The task.
Extract all lines from the data beneath that include the word "only".

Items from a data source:
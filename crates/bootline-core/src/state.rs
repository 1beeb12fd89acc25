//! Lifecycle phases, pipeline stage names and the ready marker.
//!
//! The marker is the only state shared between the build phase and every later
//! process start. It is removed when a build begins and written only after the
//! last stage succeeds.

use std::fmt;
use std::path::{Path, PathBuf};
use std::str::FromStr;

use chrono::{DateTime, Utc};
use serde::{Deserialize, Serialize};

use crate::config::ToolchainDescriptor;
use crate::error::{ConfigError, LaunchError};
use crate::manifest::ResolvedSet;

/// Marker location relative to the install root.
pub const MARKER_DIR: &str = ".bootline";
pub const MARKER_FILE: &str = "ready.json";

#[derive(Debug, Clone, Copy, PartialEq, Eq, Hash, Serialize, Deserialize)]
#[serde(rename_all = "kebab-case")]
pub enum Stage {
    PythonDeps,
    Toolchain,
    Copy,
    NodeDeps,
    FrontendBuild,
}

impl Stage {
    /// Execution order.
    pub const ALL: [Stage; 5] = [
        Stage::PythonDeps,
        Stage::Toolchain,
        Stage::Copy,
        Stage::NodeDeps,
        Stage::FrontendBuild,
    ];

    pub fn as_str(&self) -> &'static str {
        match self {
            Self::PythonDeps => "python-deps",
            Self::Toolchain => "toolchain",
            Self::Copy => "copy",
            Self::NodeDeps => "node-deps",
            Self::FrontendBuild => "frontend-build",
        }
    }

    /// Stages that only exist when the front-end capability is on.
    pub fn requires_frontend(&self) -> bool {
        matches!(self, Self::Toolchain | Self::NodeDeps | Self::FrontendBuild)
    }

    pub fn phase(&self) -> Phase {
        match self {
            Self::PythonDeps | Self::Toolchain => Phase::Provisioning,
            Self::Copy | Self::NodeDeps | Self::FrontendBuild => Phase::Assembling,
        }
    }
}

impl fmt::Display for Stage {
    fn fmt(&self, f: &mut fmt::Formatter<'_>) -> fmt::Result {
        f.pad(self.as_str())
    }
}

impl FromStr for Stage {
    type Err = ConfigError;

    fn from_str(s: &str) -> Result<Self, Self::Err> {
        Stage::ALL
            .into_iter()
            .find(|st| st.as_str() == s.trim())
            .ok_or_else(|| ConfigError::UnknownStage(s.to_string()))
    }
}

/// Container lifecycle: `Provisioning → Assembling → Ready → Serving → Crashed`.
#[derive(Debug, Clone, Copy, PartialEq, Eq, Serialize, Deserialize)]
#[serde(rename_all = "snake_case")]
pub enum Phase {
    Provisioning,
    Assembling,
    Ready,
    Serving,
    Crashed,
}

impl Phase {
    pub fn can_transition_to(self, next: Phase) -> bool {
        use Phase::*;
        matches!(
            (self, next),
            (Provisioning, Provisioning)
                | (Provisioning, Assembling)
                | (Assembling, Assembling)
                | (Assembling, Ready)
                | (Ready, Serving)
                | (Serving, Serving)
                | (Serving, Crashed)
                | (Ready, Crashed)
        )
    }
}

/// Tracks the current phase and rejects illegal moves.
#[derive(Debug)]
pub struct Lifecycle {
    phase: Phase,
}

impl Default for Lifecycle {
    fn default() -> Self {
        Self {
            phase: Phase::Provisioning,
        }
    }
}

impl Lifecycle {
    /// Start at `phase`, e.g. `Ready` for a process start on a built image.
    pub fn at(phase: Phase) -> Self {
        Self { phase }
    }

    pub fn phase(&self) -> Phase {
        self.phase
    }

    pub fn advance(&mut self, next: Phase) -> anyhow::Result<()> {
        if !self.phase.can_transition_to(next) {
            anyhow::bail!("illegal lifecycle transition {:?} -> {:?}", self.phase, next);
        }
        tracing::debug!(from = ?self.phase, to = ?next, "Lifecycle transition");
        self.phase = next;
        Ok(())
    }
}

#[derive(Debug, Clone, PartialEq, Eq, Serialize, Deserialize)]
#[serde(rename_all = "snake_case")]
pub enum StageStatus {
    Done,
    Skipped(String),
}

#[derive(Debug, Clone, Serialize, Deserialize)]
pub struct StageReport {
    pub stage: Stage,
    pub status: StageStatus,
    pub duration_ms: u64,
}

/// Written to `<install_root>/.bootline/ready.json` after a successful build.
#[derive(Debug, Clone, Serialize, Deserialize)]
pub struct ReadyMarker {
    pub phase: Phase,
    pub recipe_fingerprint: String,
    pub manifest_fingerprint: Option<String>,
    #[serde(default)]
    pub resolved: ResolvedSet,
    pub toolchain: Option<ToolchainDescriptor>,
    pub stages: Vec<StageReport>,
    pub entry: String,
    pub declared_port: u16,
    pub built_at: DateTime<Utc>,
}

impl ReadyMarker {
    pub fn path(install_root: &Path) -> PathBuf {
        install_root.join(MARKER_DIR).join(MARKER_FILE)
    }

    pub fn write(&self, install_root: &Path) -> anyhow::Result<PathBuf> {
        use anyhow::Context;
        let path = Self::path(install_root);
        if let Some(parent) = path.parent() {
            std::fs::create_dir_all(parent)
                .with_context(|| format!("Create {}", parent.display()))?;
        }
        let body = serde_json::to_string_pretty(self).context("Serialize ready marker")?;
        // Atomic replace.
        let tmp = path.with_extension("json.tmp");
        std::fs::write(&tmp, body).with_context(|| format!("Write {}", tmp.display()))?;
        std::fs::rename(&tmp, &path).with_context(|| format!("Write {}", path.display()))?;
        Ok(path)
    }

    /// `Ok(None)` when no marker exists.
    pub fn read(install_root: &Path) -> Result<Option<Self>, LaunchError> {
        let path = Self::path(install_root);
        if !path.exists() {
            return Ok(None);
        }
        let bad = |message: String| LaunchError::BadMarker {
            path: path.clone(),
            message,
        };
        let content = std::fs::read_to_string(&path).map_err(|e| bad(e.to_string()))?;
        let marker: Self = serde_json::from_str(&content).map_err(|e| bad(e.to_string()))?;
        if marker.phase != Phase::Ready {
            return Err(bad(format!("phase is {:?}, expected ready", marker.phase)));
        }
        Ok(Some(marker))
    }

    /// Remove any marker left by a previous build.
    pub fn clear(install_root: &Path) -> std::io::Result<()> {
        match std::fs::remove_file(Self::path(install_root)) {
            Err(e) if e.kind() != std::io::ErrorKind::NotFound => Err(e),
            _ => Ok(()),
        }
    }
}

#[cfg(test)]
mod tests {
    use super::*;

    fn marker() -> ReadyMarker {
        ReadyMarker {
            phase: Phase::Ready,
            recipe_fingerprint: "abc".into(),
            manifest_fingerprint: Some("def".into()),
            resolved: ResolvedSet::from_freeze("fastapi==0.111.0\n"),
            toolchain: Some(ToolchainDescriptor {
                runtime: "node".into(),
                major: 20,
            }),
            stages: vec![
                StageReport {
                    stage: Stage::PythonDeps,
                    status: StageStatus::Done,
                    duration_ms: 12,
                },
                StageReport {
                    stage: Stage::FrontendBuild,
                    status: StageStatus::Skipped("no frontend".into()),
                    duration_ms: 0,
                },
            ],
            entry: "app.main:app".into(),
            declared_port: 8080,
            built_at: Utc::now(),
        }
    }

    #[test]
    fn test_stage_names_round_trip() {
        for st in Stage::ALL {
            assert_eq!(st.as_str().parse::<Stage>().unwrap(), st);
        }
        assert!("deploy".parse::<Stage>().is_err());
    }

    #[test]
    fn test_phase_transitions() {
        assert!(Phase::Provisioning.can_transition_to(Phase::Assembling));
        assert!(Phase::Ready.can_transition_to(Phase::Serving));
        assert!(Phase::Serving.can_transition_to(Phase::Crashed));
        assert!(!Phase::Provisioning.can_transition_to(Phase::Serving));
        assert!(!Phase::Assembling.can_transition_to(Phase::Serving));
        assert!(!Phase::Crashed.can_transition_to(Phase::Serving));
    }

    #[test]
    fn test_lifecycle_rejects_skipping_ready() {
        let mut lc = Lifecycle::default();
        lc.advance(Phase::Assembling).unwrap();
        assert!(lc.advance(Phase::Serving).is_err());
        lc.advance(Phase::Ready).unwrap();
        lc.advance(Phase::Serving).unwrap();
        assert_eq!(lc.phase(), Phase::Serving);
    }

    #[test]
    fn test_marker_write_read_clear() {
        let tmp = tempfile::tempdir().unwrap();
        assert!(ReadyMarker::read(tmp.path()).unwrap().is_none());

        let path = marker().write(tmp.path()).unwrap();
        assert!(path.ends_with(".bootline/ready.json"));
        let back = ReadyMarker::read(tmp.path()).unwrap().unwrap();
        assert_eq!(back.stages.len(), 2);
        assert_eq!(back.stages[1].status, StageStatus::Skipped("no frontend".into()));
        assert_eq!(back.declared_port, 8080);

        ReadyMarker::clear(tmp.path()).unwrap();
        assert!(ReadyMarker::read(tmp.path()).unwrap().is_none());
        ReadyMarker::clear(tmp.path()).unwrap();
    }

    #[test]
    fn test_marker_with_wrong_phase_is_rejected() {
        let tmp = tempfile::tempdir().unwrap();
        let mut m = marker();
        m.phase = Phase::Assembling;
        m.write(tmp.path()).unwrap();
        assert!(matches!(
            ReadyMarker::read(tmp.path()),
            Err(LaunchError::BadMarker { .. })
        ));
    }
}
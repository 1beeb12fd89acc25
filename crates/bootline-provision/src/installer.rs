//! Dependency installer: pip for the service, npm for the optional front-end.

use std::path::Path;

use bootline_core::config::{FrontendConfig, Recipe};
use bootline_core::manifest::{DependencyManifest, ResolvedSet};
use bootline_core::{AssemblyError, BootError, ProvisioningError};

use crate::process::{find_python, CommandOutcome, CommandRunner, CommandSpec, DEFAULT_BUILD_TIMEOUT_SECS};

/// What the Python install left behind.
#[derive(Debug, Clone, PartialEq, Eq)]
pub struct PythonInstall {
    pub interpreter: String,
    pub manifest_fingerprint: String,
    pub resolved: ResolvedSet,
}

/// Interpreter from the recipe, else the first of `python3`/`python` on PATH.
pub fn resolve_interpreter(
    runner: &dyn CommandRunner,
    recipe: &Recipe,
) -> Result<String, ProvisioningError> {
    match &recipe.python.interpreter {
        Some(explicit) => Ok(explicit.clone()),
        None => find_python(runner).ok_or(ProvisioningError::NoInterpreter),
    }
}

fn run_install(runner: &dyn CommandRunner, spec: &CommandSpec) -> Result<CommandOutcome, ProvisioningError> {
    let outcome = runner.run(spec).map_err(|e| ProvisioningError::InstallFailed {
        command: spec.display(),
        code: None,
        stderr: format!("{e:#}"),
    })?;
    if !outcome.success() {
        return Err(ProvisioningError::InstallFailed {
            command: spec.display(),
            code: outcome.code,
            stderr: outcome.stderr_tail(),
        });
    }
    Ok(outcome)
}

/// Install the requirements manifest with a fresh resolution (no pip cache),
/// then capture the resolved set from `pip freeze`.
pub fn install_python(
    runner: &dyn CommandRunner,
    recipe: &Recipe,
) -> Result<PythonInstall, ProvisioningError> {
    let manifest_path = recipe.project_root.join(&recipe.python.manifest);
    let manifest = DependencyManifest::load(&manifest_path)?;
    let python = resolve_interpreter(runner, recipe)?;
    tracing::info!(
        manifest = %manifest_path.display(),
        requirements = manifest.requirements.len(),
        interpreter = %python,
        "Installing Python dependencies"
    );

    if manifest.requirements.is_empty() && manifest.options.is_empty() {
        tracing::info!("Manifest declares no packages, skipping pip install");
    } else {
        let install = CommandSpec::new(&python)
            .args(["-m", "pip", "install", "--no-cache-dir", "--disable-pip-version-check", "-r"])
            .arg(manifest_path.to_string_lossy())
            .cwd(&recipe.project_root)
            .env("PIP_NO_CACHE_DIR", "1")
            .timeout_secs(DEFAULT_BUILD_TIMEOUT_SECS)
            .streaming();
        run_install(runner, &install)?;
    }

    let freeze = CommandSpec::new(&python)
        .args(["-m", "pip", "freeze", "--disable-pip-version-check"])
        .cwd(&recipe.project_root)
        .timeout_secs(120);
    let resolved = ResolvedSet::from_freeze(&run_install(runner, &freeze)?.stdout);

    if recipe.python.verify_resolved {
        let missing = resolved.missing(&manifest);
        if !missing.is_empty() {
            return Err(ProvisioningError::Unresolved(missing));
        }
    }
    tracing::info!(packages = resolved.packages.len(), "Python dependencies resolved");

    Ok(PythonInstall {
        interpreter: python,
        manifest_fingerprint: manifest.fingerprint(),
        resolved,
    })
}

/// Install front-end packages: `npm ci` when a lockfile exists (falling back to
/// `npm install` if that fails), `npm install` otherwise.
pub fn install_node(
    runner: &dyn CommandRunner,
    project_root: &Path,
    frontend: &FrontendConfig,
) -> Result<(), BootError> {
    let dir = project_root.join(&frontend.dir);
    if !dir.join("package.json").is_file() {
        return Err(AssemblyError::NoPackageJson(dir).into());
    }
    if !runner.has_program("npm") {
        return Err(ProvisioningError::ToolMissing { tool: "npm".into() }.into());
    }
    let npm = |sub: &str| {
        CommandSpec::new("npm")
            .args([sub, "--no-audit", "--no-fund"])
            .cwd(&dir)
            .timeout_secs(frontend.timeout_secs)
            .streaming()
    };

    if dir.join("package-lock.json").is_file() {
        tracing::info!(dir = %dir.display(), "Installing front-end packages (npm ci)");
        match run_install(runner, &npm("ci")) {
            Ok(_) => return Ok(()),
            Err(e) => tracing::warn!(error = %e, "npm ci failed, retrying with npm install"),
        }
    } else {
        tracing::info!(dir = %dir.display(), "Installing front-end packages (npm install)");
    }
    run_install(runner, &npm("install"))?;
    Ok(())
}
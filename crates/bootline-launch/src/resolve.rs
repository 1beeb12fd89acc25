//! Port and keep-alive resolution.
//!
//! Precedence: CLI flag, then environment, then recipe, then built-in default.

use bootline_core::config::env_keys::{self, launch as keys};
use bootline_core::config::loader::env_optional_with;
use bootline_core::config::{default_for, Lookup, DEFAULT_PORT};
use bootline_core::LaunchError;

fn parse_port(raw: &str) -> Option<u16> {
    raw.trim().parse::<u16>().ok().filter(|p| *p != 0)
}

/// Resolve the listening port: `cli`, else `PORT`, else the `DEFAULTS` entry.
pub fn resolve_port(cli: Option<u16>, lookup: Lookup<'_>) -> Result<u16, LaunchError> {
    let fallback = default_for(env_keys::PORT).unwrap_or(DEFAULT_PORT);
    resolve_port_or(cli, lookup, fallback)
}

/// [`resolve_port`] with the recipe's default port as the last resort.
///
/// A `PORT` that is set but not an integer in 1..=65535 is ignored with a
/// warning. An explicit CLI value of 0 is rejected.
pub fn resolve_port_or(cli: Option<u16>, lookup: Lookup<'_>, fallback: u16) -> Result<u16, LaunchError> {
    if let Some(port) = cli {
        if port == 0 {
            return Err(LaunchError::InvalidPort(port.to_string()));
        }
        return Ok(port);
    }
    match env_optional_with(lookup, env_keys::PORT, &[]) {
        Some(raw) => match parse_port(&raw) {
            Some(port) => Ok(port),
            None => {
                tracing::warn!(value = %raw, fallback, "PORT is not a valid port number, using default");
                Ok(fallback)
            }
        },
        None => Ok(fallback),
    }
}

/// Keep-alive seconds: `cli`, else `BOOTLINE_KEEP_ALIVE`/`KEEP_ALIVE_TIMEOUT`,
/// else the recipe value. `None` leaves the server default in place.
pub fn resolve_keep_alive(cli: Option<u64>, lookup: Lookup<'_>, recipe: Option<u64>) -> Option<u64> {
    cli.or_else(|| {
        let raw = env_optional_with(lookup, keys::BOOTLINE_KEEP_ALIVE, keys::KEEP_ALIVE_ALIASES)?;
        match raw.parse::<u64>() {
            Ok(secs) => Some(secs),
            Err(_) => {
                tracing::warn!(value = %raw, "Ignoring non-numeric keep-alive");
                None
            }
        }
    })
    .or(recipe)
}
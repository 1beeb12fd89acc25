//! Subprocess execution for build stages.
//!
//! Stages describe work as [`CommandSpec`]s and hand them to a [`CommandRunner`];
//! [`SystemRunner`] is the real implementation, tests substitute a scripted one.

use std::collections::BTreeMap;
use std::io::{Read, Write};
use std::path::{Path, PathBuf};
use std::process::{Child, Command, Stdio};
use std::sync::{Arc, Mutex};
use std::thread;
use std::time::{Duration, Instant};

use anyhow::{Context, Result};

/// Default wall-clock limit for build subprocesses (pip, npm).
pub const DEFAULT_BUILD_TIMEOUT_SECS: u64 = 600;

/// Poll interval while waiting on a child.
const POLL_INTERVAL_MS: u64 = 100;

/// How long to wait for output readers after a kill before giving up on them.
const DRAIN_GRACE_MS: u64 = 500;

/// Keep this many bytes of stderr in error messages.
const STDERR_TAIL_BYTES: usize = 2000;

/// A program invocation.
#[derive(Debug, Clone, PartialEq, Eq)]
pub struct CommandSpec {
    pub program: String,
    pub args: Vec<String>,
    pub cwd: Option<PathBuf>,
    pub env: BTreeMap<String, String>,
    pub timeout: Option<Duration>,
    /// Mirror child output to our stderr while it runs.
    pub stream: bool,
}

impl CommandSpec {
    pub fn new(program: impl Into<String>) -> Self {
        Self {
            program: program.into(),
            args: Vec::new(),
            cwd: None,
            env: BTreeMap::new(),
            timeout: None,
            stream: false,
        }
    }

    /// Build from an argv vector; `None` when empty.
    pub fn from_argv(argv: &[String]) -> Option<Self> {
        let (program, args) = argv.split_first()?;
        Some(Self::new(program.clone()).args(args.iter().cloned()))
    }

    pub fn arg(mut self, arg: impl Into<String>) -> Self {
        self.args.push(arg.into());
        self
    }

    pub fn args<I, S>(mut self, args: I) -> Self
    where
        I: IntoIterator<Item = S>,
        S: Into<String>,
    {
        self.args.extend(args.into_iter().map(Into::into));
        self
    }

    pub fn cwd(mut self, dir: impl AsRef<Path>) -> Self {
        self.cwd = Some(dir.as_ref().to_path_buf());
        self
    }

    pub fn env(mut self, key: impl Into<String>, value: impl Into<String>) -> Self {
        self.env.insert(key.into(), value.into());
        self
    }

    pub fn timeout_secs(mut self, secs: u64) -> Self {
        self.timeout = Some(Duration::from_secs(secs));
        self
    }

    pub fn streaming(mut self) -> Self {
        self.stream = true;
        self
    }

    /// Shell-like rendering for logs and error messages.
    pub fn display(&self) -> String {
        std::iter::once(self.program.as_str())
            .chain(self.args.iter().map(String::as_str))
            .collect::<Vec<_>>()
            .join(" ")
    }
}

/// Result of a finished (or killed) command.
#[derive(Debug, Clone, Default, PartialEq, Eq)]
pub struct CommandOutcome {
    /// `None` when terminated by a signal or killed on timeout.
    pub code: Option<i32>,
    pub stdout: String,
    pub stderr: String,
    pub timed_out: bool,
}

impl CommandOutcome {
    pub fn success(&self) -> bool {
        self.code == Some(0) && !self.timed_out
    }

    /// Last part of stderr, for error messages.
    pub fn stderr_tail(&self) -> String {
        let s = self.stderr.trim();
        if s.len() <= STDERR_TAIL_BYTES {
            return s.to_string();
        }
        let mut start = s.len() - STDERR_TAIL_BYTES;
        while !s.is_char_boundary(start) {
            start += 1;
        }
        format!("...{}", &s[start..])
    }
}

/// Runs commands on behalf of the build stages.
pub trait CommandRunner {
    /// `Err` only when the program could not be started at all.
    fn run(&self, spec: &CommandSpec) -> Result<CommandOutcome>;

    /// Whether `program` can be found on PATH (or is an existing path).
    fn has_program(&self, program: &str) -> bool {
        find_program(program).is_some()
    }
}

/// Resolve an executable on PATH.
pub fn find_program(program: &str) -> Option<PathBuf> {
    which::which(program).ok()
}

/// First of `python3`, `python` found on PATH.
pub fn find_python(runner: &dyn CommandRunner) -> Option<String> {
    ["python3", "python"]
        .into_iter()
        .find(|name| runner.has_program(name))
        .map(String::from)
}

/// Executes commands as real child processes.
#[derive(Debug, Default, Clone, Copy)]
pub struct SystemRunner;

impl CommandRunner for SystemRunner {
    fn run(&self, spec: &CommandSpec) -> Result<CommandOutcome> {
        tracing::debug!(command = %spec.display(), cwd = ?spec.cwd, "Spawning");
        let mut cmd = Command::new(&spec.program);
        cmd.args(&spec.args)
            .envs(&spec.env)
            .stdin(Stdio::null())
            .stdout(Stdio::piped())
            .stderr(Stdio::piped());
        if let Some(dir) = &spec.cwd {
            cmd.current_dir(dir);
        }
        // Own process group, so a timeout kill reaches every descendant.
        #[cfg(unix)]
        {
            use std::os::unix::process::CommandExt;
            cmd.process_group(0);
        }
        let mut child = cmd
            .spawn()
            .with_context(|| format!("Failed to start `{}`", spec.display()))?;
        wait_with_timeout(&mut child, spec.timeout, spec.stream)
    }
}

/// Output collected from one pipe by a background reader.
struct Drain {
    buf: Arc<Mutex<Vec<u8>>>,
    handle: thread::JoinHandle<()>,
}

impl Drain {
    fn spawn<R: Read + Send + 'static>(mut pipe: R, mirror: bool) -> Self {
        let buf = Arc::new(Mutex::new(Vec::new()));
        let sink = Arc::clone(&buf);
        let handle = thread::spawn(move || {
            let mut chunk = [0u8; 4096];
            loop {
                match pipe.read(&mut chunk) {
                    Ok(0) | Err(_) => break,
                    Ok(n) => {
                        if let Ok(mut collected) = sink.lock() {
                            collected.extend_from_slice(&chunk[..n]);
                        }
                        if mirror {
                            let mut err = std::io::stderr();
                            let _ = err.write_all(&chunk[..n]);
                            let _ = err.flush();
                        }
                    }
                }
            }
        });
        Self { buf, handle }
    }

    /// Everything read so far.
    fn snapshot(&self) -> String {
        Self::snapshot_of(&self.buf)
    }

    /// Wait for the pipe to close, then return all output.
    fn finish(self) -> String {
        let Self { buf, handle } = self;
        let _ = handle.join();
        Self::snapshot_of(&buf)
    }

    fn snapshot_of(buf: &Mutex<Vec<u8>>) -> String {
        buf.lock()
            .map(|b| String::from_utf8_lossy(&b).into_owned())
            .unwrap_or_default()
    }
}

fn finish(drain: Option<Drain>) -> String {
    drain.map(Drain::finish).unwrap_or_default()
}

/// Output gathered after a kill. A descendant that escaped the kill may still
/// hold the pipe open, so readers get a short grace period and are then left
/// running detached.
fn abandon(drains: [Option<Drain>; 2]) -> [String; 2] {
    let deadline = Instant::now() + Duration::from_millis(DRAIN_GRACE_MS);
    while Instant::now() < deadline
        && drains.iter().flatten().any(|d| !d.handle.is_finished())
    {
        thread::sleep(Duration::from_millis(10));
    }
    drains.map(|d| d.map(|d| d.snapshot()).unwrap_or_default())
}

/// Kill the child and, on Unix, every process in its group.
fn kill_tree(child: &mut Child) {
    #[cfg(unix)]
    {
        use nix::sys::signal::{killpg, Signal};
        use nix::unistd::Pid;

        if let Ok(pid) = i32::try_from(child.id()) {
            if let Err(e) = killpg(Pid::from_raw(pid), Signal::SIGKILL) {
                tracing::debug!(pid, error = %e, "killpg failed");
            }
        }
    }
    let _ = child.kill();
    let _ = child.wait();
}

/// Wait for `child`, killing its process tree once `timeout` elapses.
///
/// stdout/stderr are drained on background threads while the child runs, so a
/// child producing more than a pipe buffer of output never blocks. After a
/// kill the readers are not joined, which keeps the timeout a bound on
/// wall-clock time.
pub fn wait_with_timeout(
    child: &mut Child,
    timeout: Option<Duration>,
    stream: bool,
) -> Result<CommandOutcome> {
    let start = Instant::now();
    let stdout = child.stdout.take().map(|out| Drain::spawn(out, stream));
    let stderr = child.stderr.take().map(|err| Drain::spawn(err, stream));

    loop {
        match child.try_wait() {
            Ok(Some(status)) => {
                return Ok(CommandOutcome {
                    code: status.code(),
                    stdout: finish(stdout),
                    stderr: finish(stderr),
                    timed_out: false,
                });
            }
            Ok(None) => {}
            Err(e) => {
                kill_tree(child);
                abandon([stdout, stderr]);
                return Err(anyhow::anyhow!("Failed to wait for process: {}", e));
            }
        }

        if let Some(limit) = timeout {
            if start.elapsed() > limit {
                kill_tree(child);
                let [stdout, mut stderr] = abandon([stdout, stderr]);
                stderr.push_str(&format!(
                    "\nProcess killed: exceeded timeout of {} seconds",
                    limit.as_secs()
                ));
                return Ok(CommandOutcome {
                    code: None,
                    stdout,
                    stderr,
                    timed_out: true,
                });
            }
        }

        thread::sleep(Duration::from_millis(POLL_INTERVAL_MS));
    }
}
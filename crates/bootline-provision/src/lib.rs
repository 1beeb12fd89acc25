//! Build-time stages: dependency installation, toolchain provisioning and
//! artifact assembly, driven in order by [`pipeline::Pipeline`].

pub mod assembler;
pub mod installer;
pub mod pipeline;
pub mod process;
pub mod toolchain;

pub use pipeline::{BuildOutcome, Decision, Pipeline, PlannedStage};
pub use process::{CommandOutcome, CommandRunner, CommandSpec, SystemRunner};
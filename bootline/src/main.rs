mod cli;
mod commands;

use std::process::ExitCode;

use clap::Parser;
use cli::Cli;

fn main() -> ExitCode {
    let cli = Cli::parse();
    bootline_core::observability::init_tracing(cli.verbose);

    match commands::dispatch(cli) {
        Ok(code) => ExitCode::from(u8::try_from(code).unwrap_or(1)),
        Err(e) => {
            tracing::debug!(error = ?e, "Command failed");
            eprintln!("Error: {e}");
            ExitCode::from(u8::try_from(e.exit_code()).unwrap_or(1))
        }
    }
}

Response.
//! The marker is the only state shared between the build phase and every later
//! process start. It is removed when a build begins and written only after the
    /// Stages that only exist when the front-end capability is on.
    /// `Err` only when the program could not be started at all.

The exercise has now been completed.